Consulting firm PwC’s review of figures submitted this year – when the deadline was extended to 5 October – showed that there was a decline in the average median figure reported, from 14.2% in 2017/18 to 13.1% for 2020/21.
The year-on-year decline was minimal, however, representing only 0.2% decrease on the 13.3% average reported in 2019/20.
Over half (56%) of the 8,633 companies who reported in October witnessed a reduction in their mean pay gap, while 53% saw a decrease in the mean bonus gap.
Overall, 41% of companies reported an increase in their gender pay gap, while 3% remained static. The majority who did report a decrease saw a change between +5% / -5%.
But PwC, whose analysis is based on companies that have reported consistently since gender pay gap reporting became a requirement in 2018, said that changes to the reporting deadline due to the pandemic had had a “significant impact” on the disclosure rate.
Gender pay gap
Gender pay gap reporting was initially suspended for 2019/20 results at the start of the pandemic in March 2020, and a further six-month suspension was announced by the Equality and Human Rights Commission in February this year.
Just under 25% of companies reported prior to 5 April 2021, which would have been the deadline in a ‘normal’ reporting year, while the number of companies reporting by 5 October was around 80% of those reporting in 2018/19.
PwC also found that early analysis of the figures submitted by April showed that the pay gap had dropped to 12.5%, with the increase to 13.1% happening in the intervening months.
The consulting firm suggested that this could be down to the impact of the pandemic on workforce pay and reduced capacity of smaller businesses to focus on diversity and inclusion initiatives.
Some industries made greater progress than others in reducing their pay gap, PwC revealed. Almost two-thirds of retail companies reported a lower gap for 2020/21 than in 2019/20, although this may have been down to large numbers of workers on furlough, the firm pointed out.
Gender pay gaps increased in hospitality, mining, building societies and utilities, it found.
Anna Sanford, employment legal director at PwC, said: “While it’s positive that some progress is being made towards gender pay parity, an apparent slight decrease in the gender pay gap this year may be masking other workforce patterns that are detrimental to gender diversity and inclusion in the workplace.

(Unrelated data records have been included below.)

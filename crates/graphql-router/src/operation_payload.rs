// Copyright Exograph, Inc. All rights reserved.
//
// Use of this software is governed by the Business Source License
// included in the LICENSE file at the root of this repository.
//
// As of the Change Date specified in that file, in accordance with
// the Business Source License, use of this software will be governed
// by the Apache License, Version 2.0.

use serde::Deserialize;
use serde_json::{Map, Value};

/// A GraphQL request as posted by clients.
#[derive(Debug, Clone, PartialEq)]
pub struct OperationsPayload {
    pub operation_name: Option<String>,
    pub query: String,
    pub variables: Map<String, Value>,
}

impl OperationsPayload {
    pub fn from_json(json: Value) -> Result<Self, serde_json::Error> {
        #[derive(Debug, Deserialize)]
        struct RawOperationsPayload {
            #[serde(rename = "operationName")]
            operation_name: Option<String>,
            query: String,
            variables: Option<Map<String, Value>>,
        }

        serde_json::from_value::<RawOperationsPayload>(json).map(|raw_payload| OperationsPayload {
            operation_name: raw_payload.operation_name,
            query: raw_payload.query,
            variables: raw_payload.variables.unwrap_or_default(),
        })
    }
}
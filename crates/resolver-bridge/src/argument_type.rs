// Copyright Exograph, Inc. All rights reserved.
//
// Use of this software is governed by the Business Source License
// included in the LICENSE file at the root of this repository.
//
// As of the Change Date specified in that file, in accordance with
// the Business Source License, use of this software will be governed
// by the Apache License, Version 2.0.

use common::value::Val;

use crate::{
    TypeDescriptor,
    type_descriptor::{BOOLEAN, FLOAT, INT, STRING},
};

/// A Rust type a resolver can read an argument as.
pub trait FromArgument: Sized {
    /// The name reported as "expected" in type mismatch errors.
    fn type_name() -> String;

    /// Whether null can be represented (`Option<T>`, or a raw value type).
    fn nullable() -> bool {
        false
    }

    /// Whether an argument declared as `declared` may be read as this type. Nullability of
    /// `declared` is not considered here.
    fn compatible_with(declared: &TypeDescriptor) -> bool;

    /// `None` if the runtime kind of `val` does not convert.
    fn from_val(val: &Val) -> Option<Self>;
}

/// A [FromArgument] type that also determines the type to declare, so that an argument can be
/// declared from the Rust type alone.
pub trait InputType: FromArgument {
    fn type_descriptor() -> TypeDescriptor;
}

macro_rules! scalar_argument {
    ($ty:ty, $graphql:expr, |$declared:ident| $compatible:expr, |$val:ident| $convert:expr) => {
        impl FromArgument for $ty {
            fn type_name() -> String {
                Self::type_descriptor().to_string()
            }

            fn compatible_with($declared: &TypeDescriptor) -> bool {
                $compatible
            }

            fn from_val($val: &Val) -> Option<Self> {
                $convert
            }
        }

        impl InputType for $ty {
            fn type_descriptor() -> TypeDescriptor {
                TypeDescriptor::named($graphql, false)
            }
        }
    };
}

scalar_argument!(
    bool,
    BOOLEAN,
    |declared| declared.named_type() == Some(BOOLEAN),
    |val| match val {
        Val::Bool(b) => Some(*b),
        _ => None,
    }
);

scalar_argument!(
    i32,
    INT,
    |declared| declared.named_type() == Some(INT),
    |val| match val {
        Val::Number(n) => n.as_i64().and_then(|n| i32::try_from(n).ok()),
        _ => None,
    }
);

scalar_argument!(
    i64,
    INT,
    |declared| declared.named_type() == Some(INT),
    |val| match val {
        Val::Number(n) => n.as_i64(),
        _ => None,
    }
);

scalar_argument!(
    f64,
    FLOAT,
    |declared| matches!(declared.named_type(), Some(FLOAT | INT)),
    |val| match val {
        Val::Number(n) => Some(n.as_f64()),
        _ => None,
    }
);

// Strings also carry IDs, enum values and custom scalars
scalar_argument!(
    String,
    STRING,
    |declared| declared
        .named_type()
        .is_some_and(|name| !matches!(name, INT | FLOAT | BOOLEAN)),
    |val| match val {
        Val::String(s) | Val::Enum(s) => Some(s.clone()),
        Val::Number(n) if n.is_integral() => Some(n.to_string()),
        _ => None,
    }
);

impl<T: FromArgument> FromArgument for Option<T> {
    fn type_name() -> String {
        T::type_name().trim_end_matches('!').to_string()
    }

    fn nullable() -> bool {
        true
    }

    fn compatible_with(declared: &TypeDescriptor) -> bool {
        T::compatible_with(declared)
    }

    fn from_val(val: &Val) -> Option<Self> {
        match val {
            Val::Null => Some(None),
            val => T::from_val(val).map(Some),
        }
    }
}

impl<T: InputType> InputType for Option<T> {
    fn type_descriptor() -> TypeDescriptor {
        T::type_descriptor().with_nullable(true)
    }
}

impl<T: FromArgument> FromArgument for Vec<T> {
    fn type_name() -> String {
        format!("[{}]!", T::type_name())
    }

    fn compatible_with(declared: &TypeDescriptor) -> bool {
        declared
            .list_element()
            .is_some_and(|element| T::compatible_with(&element))
    }

    fn from_val(val: &Val) -> Option<Self> {
        match val {
            Val::List(items) => items.iter().map(T::from_val).collect(),
            _ => None,
        }
    }
}

impl<T: InputType> InputType for Vec<T> {
    fn type_descriptor() -> TypeDescriptor {
        TypeDescriptor::list(T::type_descriptor(), false)
    }
}

/// The raw value, whatever its declared type.
impl FromArgument for Val {
    fn type_name() -> String {
        "Any".to_string()
    }

    fn nullable() -> bool {
        true
    }

    fn compatible_with(_declared: &TypeDescriptor) -> bool {
        true
    }

    fn from_val(val: &Val) -> Option<Self> {
        Some(val.clone())
    }
}

impl FromArgument for serde_json::Value {
    fn type_name() -> String {
        "Any".to_string()
    }

    fn nullable() -> bool {
        true
    }

    fn compatible_with(_declared: &TypeDescriptor) -> bool {
        true
    }

    fn from_val(val: &Val) -> Option<Self> {
        val.clone().try_into().ok()
    }
}

#[cfg(test)]
mod tests {
    use super::*;

    fn ty(sdl: &str) -> TypeDescriptor {
        TypeDescriptor::parse(sdl).unwrap()
    }

    #[test]
    fn declared_types() {
        assert_eq!(i32::type_descriptor().to_string(), "Int!");
        assert_eq!(Option::<bool>::type_descriptor().to_string(), "Boolean");
        assert_eq!(Vec::<String>::type_descriptor().to_string(), "[String!]!");
        assert_eq!(
            Option::<Vec<Option<f64>>>::type_descriptor().to_string(),
            "[Float]"
        );
    }

    #[test]
    fn type_names() {
        assert_eq!(i64::type_name(), "Int!");
        assert_eq!(Option::<i64>::type_name(), "Int");
        assert_eq!(Vec::<Option<String>>::type_name(), "[String]!");
        assert_eq!(Val::type_name(), "Any");
    }

    #[test]
    fn compatibility() {
        assert!(i32::compatible_with(&ty("Int")));
        assert!(!i32::compatible_with(&ty("Boolean!")));
        assert!(f64::compatible_with(&ty("Int!")));
        assert!(String::compatible_with(&ty("ID")));
        assert!(String::compatible_with(&ty("Status")));
        assert!(!String::compatible_with(&ty("Float")));
        assert!(!String::compatible_with(&ty("[String]")));
        assert!(Vec::<i32>::compatible_with(&ty("[Int!]")));
        assert!(!Vec::<i32>::compatible_with(&ty("Int")));
        assert!(Option::<bool>::compatible_with(&ty("Boolean!")));
        assert!(Val::compatible_with(&ty("[[Anything]]")));
    }

    #[test]
    fn conversions() {
        assert_eq!(i32::from_val(&Val::from(42)), Some(42));
        assert_eq!(i32::from_val(&Val::from(i64::MAX)), None);
        assert_eq!(i64::from_val(&Val::from(i64::MAX)), Some(i64::MAX));
        assert_eq!(f64::from_val(&Val::from(2)), Some(2.0));
        assert_eq!(String::from_val(&Val::Enum("DRAFT".into())).as_deref(), Some("DRAFT"));
        assert_eq!(String::from_val(&Val::from(12)).as_deref(), Some("12"));
        assert_eq!(bool::from_val(&Val::Null), None);
        assert_eq!(Option::<bool>::from_val(&Val::Null), Some(None));
        assert_eq!(
            Vec::<Option<i32>>::from_val(&Val::from(vec![Some(1), None])),
            Some(vec![Some(1), None])
        );
        assert_eq!(Vec::<i32>::from_val(&Val::from(vec![Some(1), None])), None);
        assert_eq!(
            serde_json::Value::from_val(&Val::from(vec!["a"])),
            Some(serde_json::json!(["a"]))
        );
    }
}
// Copyright Exograph, Inc. All rights reserved.
//
// Use of this software is governed by the Business Source License
// included in the LICENSE file at the root of this repository.
//
// As of the Change Date specified in that file, in accordance with
// the Business Source License, use of this software will be governed
// by the Apache License, Version 2.0.

//! The GraphQL endpoint: accepts `POST` requests carrying a query, hands them to an
//! [ExecutionEngine] together with a per-request [common::context::Context], and writes back
//! either the engine's result or an error envelope.
mod execution_engine;
mod graphql_router;
mod operation_payload;

pub use execution_engine::{ExecutionEngine, GraphQLError, format_error};
pub use graphql_router::{ContextBuilderFn, GraphQLRouter, GraphQLRouterConfig};
pub use operation_payload::OperationsPayload;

“We know women are more at risk than men of losing their jobs or experiencing reduced hours or pay as a result of the Covid-19 crisis. This year’s gender pay gap results should be viewed in light of the continued impact of the pandemic and businesses will need to watch carefully what patterns emerge for 2022 as they reassess their workforce amidst new market patterns and challenges.”
Sanford added that there were a growing number of organisations looking to report on wider diversity statistics such as disability or ethnicity. This could help businesses become more successful in reaching their environmental, social and governance (ESG) goals, she said.
“Businesses should be asking themselves whether measuring other diversity pay gaps could offer a more nuanced view by providing a richer analysis of the challenges different groups are facing.
“A wider approach to pay gap measurements in businesses could help accelerate broader and more meaningful progress in diversity, inclusion and pay equality.”